Probing solution- and gas-phase structures of Trp-cage cations by chiral substitution and spectroscopic techniques

Abstract

The relevance of gas-phase protein structure to its solution structure is of the utmost importance in studying biomolecules by mass spectrometry. d-Amino acid substitutions within a minimal protein, Trp-cage, were used to correlate solution-phase properties as measured by circular dichroism with solution/gas-phase conformational features of protein cations probed via charge state distribution (CSD) in electrospray ionization, and gas-phase features revealed by tandem mass spectrometry (MS/MS). The gas-phase features were additionally supported by force-field molecular dynamics simulations. CD data showed that almost any single-residue d-substitution destroys the most prominent CD feature of the “native” all- l isomer, α-helicity.
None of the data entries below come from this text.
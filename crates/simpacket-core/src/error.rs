//! Error types for decoding transfer forms.
//!
//! Buffer, metadata and packet operations treat broken invariants as programming errors
//! and panic. The only recoverable failures are bytes handed in from outside, such as a
//! serialized packet received from another simulation partition.

use std::io;

use thiserror::Error;

/// Top-level error type for decoding operations.
#[derive(Debug, Error)]
pub enum ErrorKind {
    /// The transfer bytes were malformed.
    #[error("decoding error: {0}")]
    DecodingError(#[from] DecodingErrorKind),

    /// The transfer bytes ended before the announced length.
    #[error("truncated input: need {needed} bytes, got {available}")]
    Truncated {
        /// Number of bytes the decoder needed.
        needed: usize,
        /// Number of bytes that were available.
        available: usize,
    },

    /// Reading from the underlying cursor failed.
    #[error("I/O error: {0}")]
    Io(#[from] io::Error),
}

/// Specific decoding failures.
#[derive(Debug, Error, PartialEq, Eq)]
pub enum DecodingErrorKind {
    /// A metadata item carried an unknown kind byte.
    #[error("invalid item kind {0}")]
    ItemKind(u8),

    /// A metadata item carried a chunk type uid too large to record.
    #[error("invalid chunk type uid {0}")]
    TypeUid(u32),

    /// A metadata item carried a fragment range outside its original size.
    #[error("invalid fragment range {start}..{end} for item of size {size}")]
    FragmentRange {
        /// Fragment start.
        start: u32,
        /// Fragment end.
        end: u32,
        /// Original item size.
        size: u32,
    },

    /// A length prefix disagreed with the bytes actually consumed.
    #[error("length mismatch: header says {expected}, got {actual}")]
    LengthMismatch {
        /// Announced length.
        expected: usize,
        /// Consumed length.
        actual: usize,
    },

    /// Bytes were left over after a complete decode.
    #[error("{0} trailing bytes after decode")]
    TrailingBytes(usize),

    /// The decoded sizes add up to more than a buffer can address.
    #[error("decoded size {0} exceeds the addressable range")]
    SizeOverflow(u64),
}

/// Type alias for Result with our error type.
pub type Result<T> = std::result::Result<T, ErrorKind>;

#[cfg(test)]
mod tests {
    use super::*;

    #[test]
    fn test_decoding_error_converts() {
        let err: ErrorKind = DecodingErrorKind::ItemKind(7).into();
        assert!(matches!(err, ErrorKind::DecodingError(DecodingErrorKind::ItemKind(7))));
        assert_eq!(err.to_string(), "decoding error: invalid item kind 7");
    }

    #[test]
    fn test_io_error_converts() {
        let io_err = io::Error::new(io::ErrorKind::UnexpectedEof, "eof");
        let err: ErrorKind = io_err.into();
        assert!(matches!(err, ErrorKind::Io(_)));
    }
}
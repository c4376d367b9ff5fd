#![warn(missing_docs)]

//! simpacket-buffer: the copy-on-write byte buffer behind every simulated packet.
//!
//! - [`ByteStore`]: reference-counted raw storage with a dirty-region watermark, recycled
//!   through a thread-local free list
//! - [`ByteBuffer`]: O(1)-clone view over a store with a virtual zero area for payload
//! - [`BufferIterator`]: read-only cursor with host, network and little-endian typed access
//! - [`BufferWriter`]: writing cursor, handed out only by a mutable borrow of the buffer
//!
//! Offset and cursor violations are programming errors and panic.

/// Copy-on-write buffer views.
pub mod buffer;
/// Typed cursor over a buffer.
pub mod iterator;
/// Backing stores and their free list.
pub mod store;
/// Whole-buffer transfer form.
pub mod transfer;
/// Writing cursor over an owned window of a buffer.
pub mod writer;

pub use buffer::ByteBuffer;
pub use iterator::BufferIterator;
pub use store::{configure_pool, log_pool_stats, pool_available, pool_stats, ByteStore};
pub use writer::BufferWriter;
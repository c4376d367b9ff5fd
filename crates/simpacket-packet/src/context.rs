use std::cell::Cell;

use simpacket_core::Config;

use crate::Packet;

/// Per-simulation state every packet is created through.
///
/// Holds the metadata recording switch and hands out packet uids. Creating a context also
/// applies its pool settings to the current thread's buffer and metadata store pools.
#[derive(Debug)]
pub struct PacketContext {
    config: Config,
    next_uid: Cell<u64>,
}

impl PacketContext {
    /// Creates a context and configures this thread's store pools from `config`.
    pub fn new(config: Config) -> Self {
        simpacket_buffer::configure_pool(&config);
        simpacket_metadata::configure_pool(&config);
        Self { config, next_uid: Cell::new(0) }
    }

    /// Returns the configuration this context was built from.
    pub fn config(&self) -> &Config {
        &self.config
    }

    /// Returns true when packets record header and trailer metadata.
    pub fn metadata_enabled(&self) -> bool {
        self.config.metadata_enabled
    }

    /// Creates a packet of `size` zero bytes.
    pub fn create_packet(&self, size: u32) -> Packet {
        Packet::new(self, size)
    }

    /// Returns the number of packets created so far.
    pub fn packets_created(&self) -> u64 {
        self.next_uid.get()
    }

    pub(crate) fn allocate_uid(&self) -> u64 {
        let uid = self.next_uid.get();
        self.next_uid.set(uid + 1);
        uid
    }
}

impl Default for PacketContext {
    fn default() -> Self {
        Self::new(Config::default())
    }
}
//! Fixed-width transfer form of a metadata log.
//!
//! ```text
//! u32 total length (including this field) | u64 packet uid | u8 recording flag
//! per item: u32 type uid | u8 kind | u8 extended | u32 size | u16 chunk uid
//!           [extended: u32 fragment start | u32 fragment end | u64 packet uid]
//! ```
//!
//! All integers are little-endian.

use std::io::{self, Cursor};

use byteorder::{LittleEndian, ReadBytesExt, WriteBytesExt};

use simpacket_core::{constants::METADATA_MAX_STORE_SIZE, DecodingErrorKind, ErrorKind, Result};

use crate::{
    record::{ItemKind, Record, MAX_TYPE_UID},
    MetadataLog,
};

const PREFIX_LEN: usize = 4 + 8 + 1;
const ITEM_LEN: usize = 4 + 1 + 1 + 4 + 2;
const EXTENSION_LEN: usize = 4 + 4 + 8;

impl MetadataLog {
    /// Returns the number of bytes [`serialize`](Self::serialize) appends.
    pub fn serialized_size(&self) -> usize {
        PREFIX_LEN
            + self
                .records()
                .map(|(_, record)| ITEM_LEN + if record.is_extended(self.uid()) { EXTENSION_LEN } else { 0 })
                .sum::<usize>()
    }

    /// Appends the transfer form of this log to `out`.
    pub fn serialize(&self, out: &mut Vec<u8>) -> io::Result<()> {
        let total = self.serialized_size();
        out.reserve(total);
        out.write_u32::<LittleEndian>(total as u32)?;
        out.write_u64::<LittleEndian>(self.uid())?;
        out.write_u8(u8::from(self.is_enabled()))?;
        for (_, record) in self.records() {
            let extended = record.is_extended(self.uid());
            out.write_u32::<LittleEndian>(record.type_uid)?;
            out.write_u8(record.kind.to_bits())?;
            out.write_u8(u8::from(extended))?;
            out.write_u32::<LittleEndian>(record.size)?;
            out.write_u16::<LittleEndian>(record.chunk_uid)?;
            if extended {
                out.write_u32::<LittleEndian>(record.fragment_start)?;
                out.write_u32::<LittleEndian>(record.fragment_end)?;
                out.write_u64::<LittleEndian>(record.packet_uid)?;
            }
        }
        Ok(())
    }

    /// Rebuilds a log from its transfer form.
    ///
    /// The input must contain exactly one serialized log.
    pub fn deserialize(bytes: &[u8]) -> Result<MetadataLog> {
        let mut cursor = Cursor::new(bytes);
        let total = cursor.read_u32::<LittleEndian>()? as usize;
        if total > bytes.len() {
            return Err(ErrorKind::Truncated { needed: total, available: bytes.len() });
        }
        if total < bytes.len() {
            return Err(DecodingErrorKind::TrailingBytes(bytes.len() - total).into());
        }
        let packet_uid = cursor.read_u64::<LittleEndian>()?;
        let enabled = cursor.read_u8()? != 0;
        if !enabled && total != PREFIX_LEN {
            return Err(DecodingErrorKind::LengthMismatch { expected: PREFIX_LEN, actual: total }.into());
        }

        let mut log = MetadataLog::empty(packet_uid, enabled);
        while (cursor.position() as usize) < total {
            let type_uid = cursor.read_u32::<LittleEndian>()?;
            let kind_bits = cursor.read_u8()?;
            let kind = ItemKind::from_bits(kind_bits).ok_or(DecodingErrorKind::ItemKind(kind_bits))?;
            let extended = cursor.read_u8()? != 0;
            let size = cursor.read_u32::<LittleEndian>()?;
            let chunk_uid = cursor.read_u16::<LittleEndian>()?;
            if type_uid > MAX_TYPE_UID {
                return Err(DecodingErrorKind::TypeUid(type_uid).into());
            }

            let mut record = Record::complete(kind, type_uid, size, chunk_uid, packet_uid);
            if extended {
                let start = cursor.read_u32::<LittleEndian>()?;
                let end = cursor.read_u32::<LittleEndian>()?;
                if start > end || end > size {
                    return Err(DecodingErrorKind::FragmentRange { start, end, size }.into());
                }
                record.fragment_start = start;
                record.fragment_end = end;
                record.packet_uid = cursor.read_u64::<LittleEndian>()?;
            }

            let needed = log.used() + log.encoded_len(&record);
            if needed > METADATA_MAX_STORE_SIZE {
                return Err(DecodingErrorKind::SizeOverflow(needed as u64).into());
            }
            log.push_back(record);
        }
        tracing::trace!("decoded metadata log of packet {} ({} bytes)", packet_uid, log.total_size());
        Ok(log)
    }
}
CSD was able to qualitatively assess the degree of compactness of solution-phase molecular structures. CSD results were consistent with the all- l form being the most compact in solution among all studied stereoisomers except for the d-Asn 1 isomer. d-substitutions of the aromatic Y 3, W 6 and Q 5 residues generated the largest deviations in CSD data among single amino acid substitutions, consistent with the critical role of these residues in Trp-cage stability. Electron capture dissociation of the stereoisomer dications gave an indication that some gas-phase structural features of Trp-cage are similar to those in solution. This result is supported by MDS data on five of the studied stereoisomer dications in the gas-phase. The MDS-derived minimum-energy structures possessed more extensive hydrogen bonding than the solution-phase structure of the native form, deviating from the latter by 3–4 Å and were not ‘inside-out’ compared to native structures. MDS data could be correlated with CD data and even with ECD results, which aided in providing a long-range structural constraint for MDS. The overall conclusion is the general resemblance, despite the difference on the detailed level, of the preferred structures in both phases for the mini protein Trp-cage.